Suicide plasmids were introduced into E. coli Nissle 1917(pSW172) recipient strains by conjugation using E. coli S17-1λpir as the donor strain. To ensure stable propagation of pSW172, all steps of the conjugation were performed at 30°C. Exconjugants were selected on LB+Carb+Cm to select for clones that had integrated the suicide plasmid. Subsequent sucrose counter-selection was performed as published previously 21. Strains that were sucrose resistant and CmS were verified by PCR. If appropriate, pSW172 was cured by growing the resulting mutant strains at 37°C. Plasmids pFF64 and pFF65 were successively introduced into E. coli Nissle 1917(pSW172) to generate FF441 (E. coli Nissle 1917 gudDXP garD).

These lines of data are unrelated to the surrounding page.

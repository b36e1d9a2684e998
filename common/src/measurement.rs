//! Named scalar measurements handed to the progress/explanation layer

/// A named scalar derived from simulation state
#[derive(Debug, Clone, Copy, PartialEq)]
pub struct Measurement {
    pub name: &'static str,
    pub value: f64,
}

impl Measurement {
    pub fn new(name: &'static str, value: f64) -> Self {
        Self { name, value }
    }
}

/// Ordered collection of measurements, looked up by name
#[derive(Debug, Clone, Default, PartialEq)]
pub struct Measurements(Vec<Measurement>);

impl Measurements {
    pub fn new() -> Self {
        Self::default()
    }

    /// Add or replace a measurement
    pub fn with(mut self, name: &'static str, value: f64) -> Self {
        self.insert(name, value);
        self
    }

    pub fn insert(&mut self, name: &'static str, value: f64) {
        match self.0.iter_mut().find(|m| m.name == name) {
            Some(existing) => existing.value = value,
            None => self.0.push(Measurement::new(name, value)),
        }
    }

    pub fn get(&self, name: &str) -> Option<f64> {
        self.0.iter().find(|m| m.name == name).map(|m| m.value)
    }

    pub fn iter(&self) -> impl Iterator<Item = &Measurement> {
        self.0.iter()
    }

    pub fn len(&self) -> usize {
        self.0.len()
    }

    pub fn is_empty(&self) -> bool {
        self.0.is_empty()
    }
}

impl Extend<Measurement> for Measurements {
    fn extend<T: IntoIterator<Item = Measurement>>(&mut self, iter: T) {
        for m in iter {
            self.insert(m.name, m.value);
        }
    }
}
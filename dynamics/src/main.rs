//! Headless Rutherford and pendulum demo
//!
//! Runs a gold-foil scattering sweep and a small-angle pendulum, logging the
//! measured quantities next to the closed-form predictions.
//!
//! Set `RUST_LOG=info` to see the output.

use common::constants::STANDARD_GRAVITY;
use common::Measurements;
use dynamics::{simulate, PendulumState, RutherfordConfig};
use log::{error, info};
use nuclear::rutherford::ScatteringParameters;

const ENERGY_EV: f64 = 5.0e6;
const IMPACT_PARAMETERS: [f64; 5] = [0.0, 5e-15, 1e-14, 5e-14, 1e-13];

fn log_measurements(label: &str, measurements: &Measurements) {
    for m in measurements.iter() {
        info!("{label}: {} = {:.6e}", m.name, m.value);
    }
}

fn run() -> common::Result<()> {
    let config = RutherfordConfig::default();

    for b in IMPACT_PARAMETERS {
        let params = ScatteringParameters::preset_gold_foil(b, ENERGY_EV)?;
        let run = simulate(&params, &config)?;
        info!(
            "b = {:.1e} m: {} samples, {:?}",
            b,
            run.trajectory.len(),
            run.trajectory.termination
        );
        log_measurements("scattering", &run.measurements());
    }

    let pendulum = PendulumState::new(1.0, 0.1, 0.0, 0.0)?;
    let swing = pendulum.simulate(0.001, 10_000, STANDARD_GRAVITY)?;
    info!(
        "pendulum small-angle period = {:.4} s",
        dynamics::pendulum::period(pendulum.length, STANDARD_GRAVITY)?
    );
    log_measurements("pendulum", &swing.measurements());

    Ok(())
}

fn main() {
    env_logger::init();

    if let Err(e) = run() {
        error!("demo failed: {e}");
        std::process::exit(1);
    }
}
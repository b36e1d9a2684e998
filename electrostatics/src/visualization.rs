//! Field sampling for the rendering layer
//!
//! Produces plain data only: dense `{position, field}` grids for arrow plots and
//! polylines that follow the field direction.

use crate::field::{multiple_charges_field, PointCharge};
use bytemuck::{Pod, Zeroable};
use common::error::{DomainError, Result};
use common::vector::Vector;
use glam::DVec3;
use std::f64::consts::PI;

/// One sample of a vector field, laid out for direct upload
#[repr(C)]
#[derive(Debug, Clone, Copy, PartialEq, Pod, Zeroable)]
pub struct FieldSample {
    pub position: DVec3,
    pub field: DVec3,
}

/// Axis-aligned sampling volume
#[derive(Debug, Clone, Copy, PartialEq)]
pub struct FieldBounds {
    pub min: DVec3,
    pub max: DVec3,
}

impl FieldBounds {
    pub fn new(min: DVec3, max: DVec3) -> Self {
        Self { min, max }
    }

    /// Cube of half-width `half_extent` centered on the origin
    pub fn cube(half_extent: f64) -> Self {
        Self::new(DVec3::splat(-half_extent), DVec3::splat(half_extent))
    }
}

/// Sample the superposed field on a `(resolution + 1)³` lattice.
///
/// Samples are ordered x-major, then y, then z.
pub fn sample_vector_field(
    charges: &[PointCharge],
    bounds: FieldBounds,
    resolution: usize,
) -> Result<Vec<FieldSample>> {
    if resolution == 0 {
        return Err(DomainError::TooFew {
            name: "field resolution",
            min: 1,
            actual: 0,
        });
    }

    let step = (bounds.max - bounds.min) / resolution as f64;
    let n = resolution + 1;
    let mut samples = Vec::with_capacity(n * n * n);

    for i in 0..n {
        for j in 0..n {
            for k in 0..n {
                let position = bounds.min + step * DVec3::new(i as f64, j as f64, k as f64);
                let field = multiple_charges_field(charges, position);
                samples.push(FieldSample { position, field });
            }
        }
    }

    Ok(samples)
}

/// View samples as raw bytes for a GPU buffer
pub fn as_bytes(samples: &[FieldSample]) -> &[u8] {
    bytemuck::cast_slice(samples)
}

/// Field-line tracing parameters
#[derive(Debug, Clone, Copy, PartialEq)]
pub struct FieldLineConfig {
    pub count: usize,
    pub max_distance: f64,
    pub steps: usize,
    pub start_radius: f64,
}

impl Default for FieldLineConfig {
    fn default() -> Self {
        Self {
            count: 16,
            max_distance: 10.0,
            steps: 100,
            start_radius: 0.1,
        }
    }
}

impl FieldLineConfig {
    pub fn with_count(mut self, count: usize) -> Self {
        self.count = count;
        self
    }

    pub fn with_max_distance(mut self, max_distance: f64) -> Self {
        self.max_distance = max_distance;
        self
    }

    pub fn with_steps(mut self, steps: usize) -> Self {
        self.steps = steps;
        self
    }

    pub fn with_start_radius(mut self, start_radius: f64) -> Self {
        self.start_radius = start_radius;
        self
    }
}

/// Follow the field of a single charge from `start` in fixed-length steps.
///
/// Stops where the field vanishes, when the line runs into the charge (a
/// sink), or once the line is farther than `max_distance` from the charge.
pub fn trace_field_line(
    charge: &PointCharge,
    start: DVec3,
    max_distance: f64,
    steps: usize,
) -> Vec<DVec3> {
    let mut line = Vec::with_capacity(steps + 1);
    line.push(start);

    if steps == 0 {
        return line;
    }

    let step_size = max_distance / steps as f64;
    let mut current = start;

    for _ in 0..steps {
        let direction = charge.field_at(current).normalized();
        if direction == DVec3::ZERO {
            break;
        }

        current = current + direction * step_size;
        line.push(current);

        let distance = current.distance(charge.position);
        if distance > max_distance || distance < step_size {
            break;
        }
    }

    line
}

/// Field lines leaving a charge from points spread over a small sphere
pub fn field_lines(charge: &PointCharge, config: FieldLineConfig) -> Vec<Vec<DVec3>> {
    (0..config.count)
        .map(|i| {
            let fraction = i as f64 / config.count as f64;
            let azimuth = 2.0 * PI * fraction;
            let polar = (2.0 * fraction - 1.0).acos();
            let offset = DVec3::new(
                polar.sin() * azimuth.cos(),
                polar.sin() * azimuth.sin(),
                polar.cos(),
            ) * config.start_radius;

            trace_field_line(
                charge,
                charge.position + offset,
                config.max_distance,
                config.steps,
            )
        })
        .collect()
}
//! Potential energy landscapes for the wave solver
//!
//! Barrier coordinates are in cell units; heights are in joules.

use crate::wavefunction::ensure_grid;
use common::error::{ensure_len, DomainError, Result};
use glam::DVec2;

/// Potential barrier types
#[derive(Debug, Clone, Copy, PartialEq)]
pub enum Barrier {
    /// Vertical slab `|x - x_center| < width/2`
    Wall {
        height: f64,
        x_center: f64,
        width: f64,
    },
    /// Radial Gaussian bump
    Gaussian {
        height: f64,
        center: DVec2,
        sigma: f64,
    },
    /// Wall pierced by two slits placed symmetrically about the middle row
    DoubleSlit {
        height: f64,
        x_center: f64,
        thickness: f64,
        slit_width: f64,
        slit_separation: f64,
    },
    /// Constant `height` for `x >= x_position`
    Step { height: f64, x_position: f64 },
    /// V = ½·strength·|r - center|²
    Harmonic { strength: f64, center: DVec2 },
}

impl Barrier {
    /// Evaluate the potential at cell (x, y) of a `grid_size` grid
    pub fn potential_at(&self, x: f64, y: f64, grid_size: usize) -> f64 {
        match *self {
            Barrier::Wall {
                height,
                x_center,
                width,
            } => {
                if (x - x_center).abs() < width / 2.0 {
                    height
                } else {
                    0.0
                }
            }
            Barrier::Gaussian {
                height,
                center,
                sigma,
            } => {
                let r2 = DVec2::new(x, y).distance_squared(center);
                height * (-r2 / (2.0 * sigma * sigma)).exp()
            }
            Barrier::DoubleSlit {
                height,
                x_center,
                thickness,
                slit_width,
                slit_separation,
            } => {
                if (x - x_center).abs() >= thickness / 2.0 {
                    return 0.0;
                }
                let middle = (grid_size as f64 - 1.0) / 2.0;
                let offset = (y - middle).abs();
                let in_slit = (offset - slit_separation / 2.0).abs() < slit_width / 2.0;
                if in_slit { 0.0 } else { height }
            }
            Barrier::Step { height, x_position } => {
                if x >= x_position { height } else { 0.0 }
            }
            Barrier::Harmonic { strength, center } => {
                0.5 * strength * DVec2::new(x, y).distance_squared(center)
            }
        }
    }

    fn validate(&self) -> Result<()> {
        let positive = |name: &'static str, value: f64| {
            if value.is_finite() && value > 0.0 {
                Ok(())
            } else {
                Err(DomainError::NotPositive { name, value })
            }
        };
        match *self {
            Barrier::Wall { width, .. } => positive("wall width", width),
            Barrier::Gaussian { sigma, .. } => positive("barrier sigma", sigma),
            Barrier::DoubleSlit {
                thickness,
                slit_width,
                ..
            } => {
                positive("wall thickness", thickness)?;
                positive("slit width", slit_width)
            }
            Barrier::Step { .. } | Barrier::Harmonic { .. } => Ok(()),
        }
    }
}

/// Scalar potential aligned with a wavefunction grid, row-major
#[derive(Debug, Clone, PartialEq)]
pub struct PotentialField {
    grid_size: usize,
    values: Vec<f64>,
}

impl PotentialField {
    /// Free space
    pub fn zero(grid_size: usize) -> Result<Self> {
        ensure_grid(grid_size)?;
        Ok(Self {
            grid_size,
            values: vec![0.0; grid_size * grid_size],
        })
    }

    pub fn from_values(values: Vec<f64>, grid_size: usize) -> Result<Self> {
        ensure_grid(grid_size)?;
        ensure_len("potential", values.len(), grid_size * grid_size)?;
        if let Some(&value) = values.iter().find(|v| !v.is_finite()) {
            return Err(DomainError::NotFinite {
                name: "potential",
                value,
            });
        }
        Ok(Self { grid_size, values })
    }

    /// Sample `f(x, y)` at every cell
    pub fn from_fn<F>(grid_size: usize, f: F) -> Result<Self>
    where
        F: Fn(usize, usize) -> f64,
    {
        ensure_grid(grid_size)?;
        let values = (0..grid_size)
            .flat_map(|y| (0..grid_size).map(move |x| (x, y)))
            .map(|(x, y)| f(x, y))
            .collect();
        Self::from_values(values, grid_size)
    }

    pub fn from_barrier(barrier: Barrier, grid_size: usize) -> Result<Self> {
        barrier.validate()?;
        Self::from_fn(grid_size, |x, y| {
            barrier.potential_at(x as f64, y as f64, grid_size)
        })
    }

    pub fn values(&self) -> &[f64] {
        &self.values
    }

    pub fn grid_size(&self) -> usize {
        self.grid_size
    }

    /// Value at cell (x, y), or `None` outside the grid
    pub fn value_at(&self, x: usize, y: usize) -> Option<f64> {
        if x >= self.grid_size || y >= self.grid_size {
            return None;
        }
        Some(self.values[y * self.grid_size + x])
    }
}
//! Measurements taken from a finished trajectory

use common::numerics::clamp;
use glam::DVec3;

/// Samples at the end of a run used to estimate the outgoing direction
pub const EXIT_WINDOW: usize = 10;

#[derive(Debug, Clone, Copy, PartialEq)]
pub struct ClosestApproach {
    pub distance: f64,
    pub position: DVec3,
    pub index: usize,
}

/// Sample nearest to `reference`; the first one wins ties
pub fn find_closest_approach(positions: &[DVec3], reference: DVec3) -> Option<ClosestApproach> {
    positions
        .iter()
        .enumerate()
        .map(|(index, &position)| ClosestApproach {
            distance: position.distance(reference),
            position,
            index,
        })
        .fold(None, |best: Option<ClosestApproach>, candidate| match best {
            Some(b) if b.distance <= candidate.distance => Some(b),
            _ => Some(candidate),
        })
}

/// Angle between the initial velocity and the direction travelled over the
/// last [`EXIT_WINDOW`] samples.
///
/// Zero when there are fewer than two samples or either direction vanishes.
pub fn calculate_scattering_angle(positions: &[DVec3], initial_velocity: DVec3) -> f64 {
    if positions.len() < 2 {
        return 0.0;
    }

    let tail = &positions[positions.len().saturating_sub(EXIT_WINDOW)..];
    let outgoing = tail[tail.len() - 1] - tail[0];

    // Lengths here can be femtometres, so normalize explicitly
    let initial_length = initial_velocity.length();
    let outgoing_length = outgoing.length();
    if initial_length == 0.0 || outgoing_length == 0.0 {
        return 0.0;
    }

    let cos = initial_velocity.dot(outgoing) / (initial_length * outgoing_length);
    clamp(cos, -1.0, 1.0).acos()
}

/// Whether `final_position` lies in the detector's angular sector around the
/// beam axis (+x), measured in the x-z plane.
pub fn hits_detector(
    final_position: DVec3,
    angle_min: f64,
    angle_max: f64,
    nucleus: DVec3,
) -> bool {
    let dx = final_position.x - nucleus.x;
    let dz = final_position.z - nucleus.z;
    let angle = dz.abs().atan2(dx);
    angle >= angle_min && angle <= angle_max
}
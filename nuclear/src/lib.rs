//! Nuclear scattering
//!
//! Coulomb interaction between point nuclei and the closed-form Rutherford
//! relations. Charges are in units of the elementary charge, energies in eV
//! and lengths in metres.

pub mod coulomb;
pub mod impact;
pub mod rutherford;

pub use coulomb::MIN_SEPARATION;
pub use rutherford::ScatteringParameters;

use common::constants::{COULOMB_K, ELEMENTARY_CHARGE};

/// k·q1·q2·e², the numerator shared by every Coulomb relation (J·m)
pub fn coulomb_strength(charge1: f64, charge2: f64) -> f64 {
    COULOMB_K * charge1 * charge2 * ELEMENTARY_CHARGE * ELEMENTARY_CHARGE
}

/// Convert an energy in eV to joules
pub fn ev_to_joules(energy: f64) -> f64 {
    energy * ELEMENTARY_CHARGE
}
//! Common utilities for the physics simulation kernel
//!
//! This crate provides the vector algebra, scalar numerics, physical constants
//! and error types shared by the field, scattering, dynamics and quantum crates.

pub mod error;
pub mod measurement;
pub mod numerics;
pub mod random;
pub mod vector;

pub use error::{DomainError, Result};
pub use measurement::{Measurement, Measurements};
pub use vector::Vector;

/// Physical constants used in simulations (SI units)
pub mod constants {
    /// Coulomb constant k = 1/(4πε₀) in N·m²/C²
    pub const COULOMB_K: f64 = 8.99e9;

    /// Elementary charge in C
    pub const ELEMENTARY_CHARGE: f64 = 1.602_176_634e-19;

    /// Vacuum permittivity in F/m
    pub const EPSILON_0: f64 = 8.854_187_817e-12;

    /// Reduced Planck constant in J·s
    pub const HBAR: f64 = 1.054_571_817e-34;

    /// Planck constant in J·s
    pub const PLANCK: f64 = 6.626_070_15e-34;

    /// Speed of light in m/s
    pub const C: f64 = 299_792_458.0;

    /// Standard gravitational acceleration in m/s²
    pub const STANDARD_GRAVITY: f64 = 9.81;

    /// Alpha particle mass in kg
    pub const ALPHA_MASS: f64 = 6.64e-27;

    /// Electron mass in kg
    pub const ELECTRON_MASS: f64 = 9.109_383_7e-31;

    /// Earth's sidereal rotation rate in rad/s
    pub const EARTH_ANGULAR_VELOCITY: f64 = 7.292_115_9e-5;

    /// Dynamic viscosity of air at room temperature in Pa·s
    pub const AIR_VISCOSITY: f64 = 1.8e-5;
}
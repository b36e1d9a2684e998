//! Fictitious forces in a rotating reference frame
//!
//! Latitudes are in degrees. Earth's rotation vector uses x towards local
//! north along the ground and y along the local vertical.

use common::constants::EARTH_ANGULAR_VELOCITY;
use glam::DVec3;
use std::f64::consts::TAU;

/// Precession rates below this (rad/s) are treated as no precession
const PRECESSION_EPSILON: f64 = 1e-10;

/// F = -2m(ω × v)
pub fn coriolis_force(mass: f64, velocity: DVec3, angular_velocity: DVec3) -> DVec3 {
    angular_velocity.cross(velocity) * (-2.0 * mass)
}

/// F = -m·ω × (ω × r), directed away from the rotation axis
pub fn centrifugal_force(mass: f64, position: DVec3, angular_velocity: DVec3) -> DVec3 {
    angular_velocity.cross(angular_velocity.cross(position)) * -mass
}

/// F = -m(α × r), only present while the rotation rate changes
pub fn euler_force(mass: f64, position: DVec3, angular_acceleration: DVec3) -> DVec3 {
    angular_acceleration.cross(position) * -mass
}

pub fn total_fictitious_force(
    mass: f64,
    position: DVec3,
    velocity: DVec3,
    angular_velocity: DVec3,
    angular_acceleration: DVec3,
) -> DVec3 {
    coriolis_force(mass, velocity, angular_velocity)
        + centrifugal_force(mass, position, angular_velocity)
        + euler_force(mass, position, angular_acceleration)
}

/// Earth's rotation vector seen from the ground at `latitude`
pub fn earth_angular_velocity(latitude: f64) -> DVec3 {
    let lat = latitude.to_radians();
    DVec3::new(lat.cos(), lat.sin(), 0.0) * EARTH_ANGULAR_VELOCITY
}

/// f = 2Ω·sin(latitude)
pub fn coriolis_parameter(latitude: f64) -> f64 {
    2.0 * foucault_precession_rate(latitude)
}

/// Ω·sin(latitude); positive (clockwise seen from above) in the north
pub fn foucault_precession_rate(latitude: f64) -> f64 {
    EARTH_ANGULAR_VELOCITY * latitude.to_radians().sin()
}

/// Time for the swing plane to turn once; `None` on the equator
pub fn foucault_period(latitude: f64) -> Option<f64> {
    let rate = foucault_precession_rate(latitude).abs();
    if rate < PRECESSION_EPSILON {
        return None;
    }
    Some(TAU / rate)
}

/// v_rot = v_inertial - ω × r
pub fn velocity_to_rotating_frame(
    velocity: DVec3,
    position: DVec3,
    angular_velocity: DVec3,
) -> DVec3 {
    velocity - angular_velocity.cross(position)
}

/// v_inertial = v_rot + ω × r
pub fn velocity_to_inertial_frame(
    velocity: DVec3,
    position: DVec3,
    angular_velocity: DVec3,
) -> DVec3 {
    velocity + angular_velocity.cross(position)
}

#[cfg(test)]
mod tests {
    use super::*;
    use approx::assert_relative_eq;

    const SIDEREAL_DAY: f64 = TAU / EARTH_ANGULAR_VELOCITY;

    #[test]
    fn test_centrifugal_points_outward() {
        let w = 2.0;
        let f = centrifugal_force(3.0, DVec3::X, DVec3::Z * w);
        assert_relative_eq!(f.x, 3.0 * w * w);
        assert_relative_eq!(f.y, 0.0);
        // Nothing on the axis itself
        assert_eq!(centrifugal_force(3.0, DVec3::Z * 5.0, DVec3::Z * w), DVec3::ZERO);
    }

    #[test]
    fn test_coriolis_deflects_right_in_counter_clockwise_frame() {
        let f = coriolis_force(1.0, DVec3::X, DVec3::Z);
        assert_eq!(f, DVec3::new(0.0, -2.0, 0.0));
        // No force along the rotation axis
        assert_eq!(coriolis_force(1.0, DVec3::Z, DVec3::Z), DVec3::ZERO);
    }

    #[test]
    fn test_total_is_sum_of_parts() {
        let (r, v) = (DVec3::new(1.0, 2.0, 0.5), DVec3::new(-0.3, 0.1, 2.0));
        let (w, a) = (DVec3::new(0.1, 0.0, 1.0), DVec3::new(0.0, 0.2, 0.0));
        let total = total_fictitious_force(2.0, r, v, w, a);
        let parts =
            coriolis_force(2.0, v, w) + centrifugal_force(2.0, r, w) + euler_force(2.0, r, a);
        assert_relative_eq!((total - parts).length(), 0.0, epsilon = 1e-12);
        assert_eq!(euler_force(2.0, r, DVec3::ZERO), DVec3::ZERO);
    }

    #[test]
    fn test_foucault_period() {
        assert_relative_eq!(foucault_period(90.0).unwrap(), SIDEREAL_DAY, max_relative = 1e-12);
        let mid = foucault_period(30.0).unwrap();
        assert_relative_eq!(mid, 2.0 * SIDEREAL_DAY, max_relative = 1e-9);
        assert_relative_eq!(foucault_period(-30.0).unwrap(), mid);
        assert!(foucault_precession_rate(-30.0) < 0.0);
        assert!(foucault_period(0.0).is_none());
        assert_relative_eq!(coriolis_parameter(90.0), 2.0 * EARTH_ANGULAR_VELOCITY);
    }

    #[test]
    fn test_earth_rotation_vector() {
        let pole = earth_angular_velocity(90.0);
        assert_relative_eq!(pole.y, EARTH_ANGULAR_VELOCITY);
        assert_relative_eq!(pole.x, 0.0, epsilon = 1e-20);
        assert_relative_eq!(earth_angular_velocity(45.0).length(), EARTH_ANGULAR_VELOCITY);
    }

    #[test]
    fn test_frame_velocities_round_trip() {
        let (v, r, w) = (DVec3::new(1.0, 0.0, 0.0), DVec3::new(0.0, 2.0, 0.0), DVec3::Z);
        let rotating = velocity_to_rotating_frame(v, r, w);
        // ω × r = (-2, 0, 0)
        assert_eq!(rotating, DVec3::new(3.0, 0.0, 0.0));
        assert_eq!(velocity_to_inertial_frame(rotating, r, w), v);
    }
}

#[cfg(test)]
mod prop_tests {
    use super::*;
    use proptest::prelude::*;

    fn arb_vec3() -> impl Strategy<Value = DVec3> {
        (-10.0..10.0_f64, -10.0..10.0_f64, -10.0..10.0_f64)
            .prop_map(|(x, y, z)| DVec3::new(x, y, z))
    }

    proptest! {
        #[test]
        fn coriolis_does_no_work(v in arb_vec3(), w in arb_vec3(), mass in 0.1..10.0_f64) {
            let f = coriolis_force(mass, v, w);
            let scale = mass * w.length() * v.length_squared() + 1.0;
            prop_assert!(f.dot(v).abs() / scale < 1e-12);
        }

        #[test]
        fn centrifugal_is_perpendicular_to_axis(r in arb_vec3(), w in arb_vec3()) {
            let f = centrifugal_force(1.0, r, w);
            let scale = w.length().powi(3) * r.length() + 1.0;
            prop_assert!(f.dot(w).abs() / scale < 1e-12);
        }
    }
}
//! Electrostatics
//!
//! Electric fields and potentials of point charges by superposition, the
//! standard closed-form SI relations (plates, line and plane charges,
//! capacitors), field sampling for arrow and field-line visualization, and the
//! Lorentz-force relations for a charged particle in E and B fields. The
//! force balance on a charged oil droplet covers the Millikan experiment.

pub mod field;
pub mod force_balance;
pub mod motion;
pub mod visualization;

pub use field::{multiple_charges_field, point_charge_field, PointCharge, FIELD_CUTOFF};
pub use force_balance::Droplet;
pub use visualization::{FieldBounds, FieldLineConfig, FieldSample};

Generalized phage transduction

Phage P22 HT105/1 int-201 was used for generalized transduction. A phage lysate of strain CS019 was used to transduce IR715 wild-type and the ΔinvA ΔspiB mutant (SPN487) to CmR generating FF176 (IR715 phoN∷Tn10d-Cam) and FF183 (IR715 phoN∷Tn10d-Cam ΔinvA ΔspiB), respectively. Transductants were cleaned from phage contaminations on Evans blue-Uranine (EBU) agar plates and tested for phage sensitivity by cross-streaking against P22 H5. The strains were verified by PCR to be phoN∷Tn10d-Cam.

Animal experiments

No statistical methods were used to predetermine sample size. The experiments were not randomized. The investigators were blinded to allocation of mice for assessment of histopathology and readouts of inflammation. All animal experiments were approved by the Institutional Animal Care and Use Committees at the University of California, Davis. Female C57BL/6J wild-type and Nos2-deficient mice (B6.129P2-Nos2tm1Lau/J) aged 9-12 weeks were obtained from The Jackson Laboratory (Bar Harbor). Mice were pre-treated with an oral dose of 20 mg streptomycin or sterile water 24 hours before infection with S. Typhimurium or E. coli Nissle 1917, respectively. For single infections with Salmonella, mice were inoculated intra-gastrically with 2 × 108 CFU of the indicated S. Typhimurium strains. For competitive infections, mice were inoculated with a 1:1 mixture of each indicated strain. For infection with E. coli Nissle 1917, mice were infected with with 2 × 109 CFU of a 1:1 mixture of the indicated strains. In some experiments, dinking water was supplemented with aminoguanidine hydrochloride (1 mg/ml). Mice were euthanized 4 days after infection. The colon contents were collected for enumeration of bacterial numbers, the distal cecum was collected for histopathology scoring. Bacterial numbers were determined by plating serial ten-fold dilutions onto LB agar containing the appropriate antibiotics. The ratio of recovered wild-type and mutant bacteria in colon contents were normalized by the ratio in the inoculum to calculate the competitive index. For measurements of sugar concentrations in cecal contents, mice received an oral dose of either 20mg Streptomycin or sterile water. Mice were euthanized 4 days after streptomycin treatment and cecal contents were snap frozen in liquid nitrogen and stored at -80°C. The distal cecal tissue was collected for RNA isolation.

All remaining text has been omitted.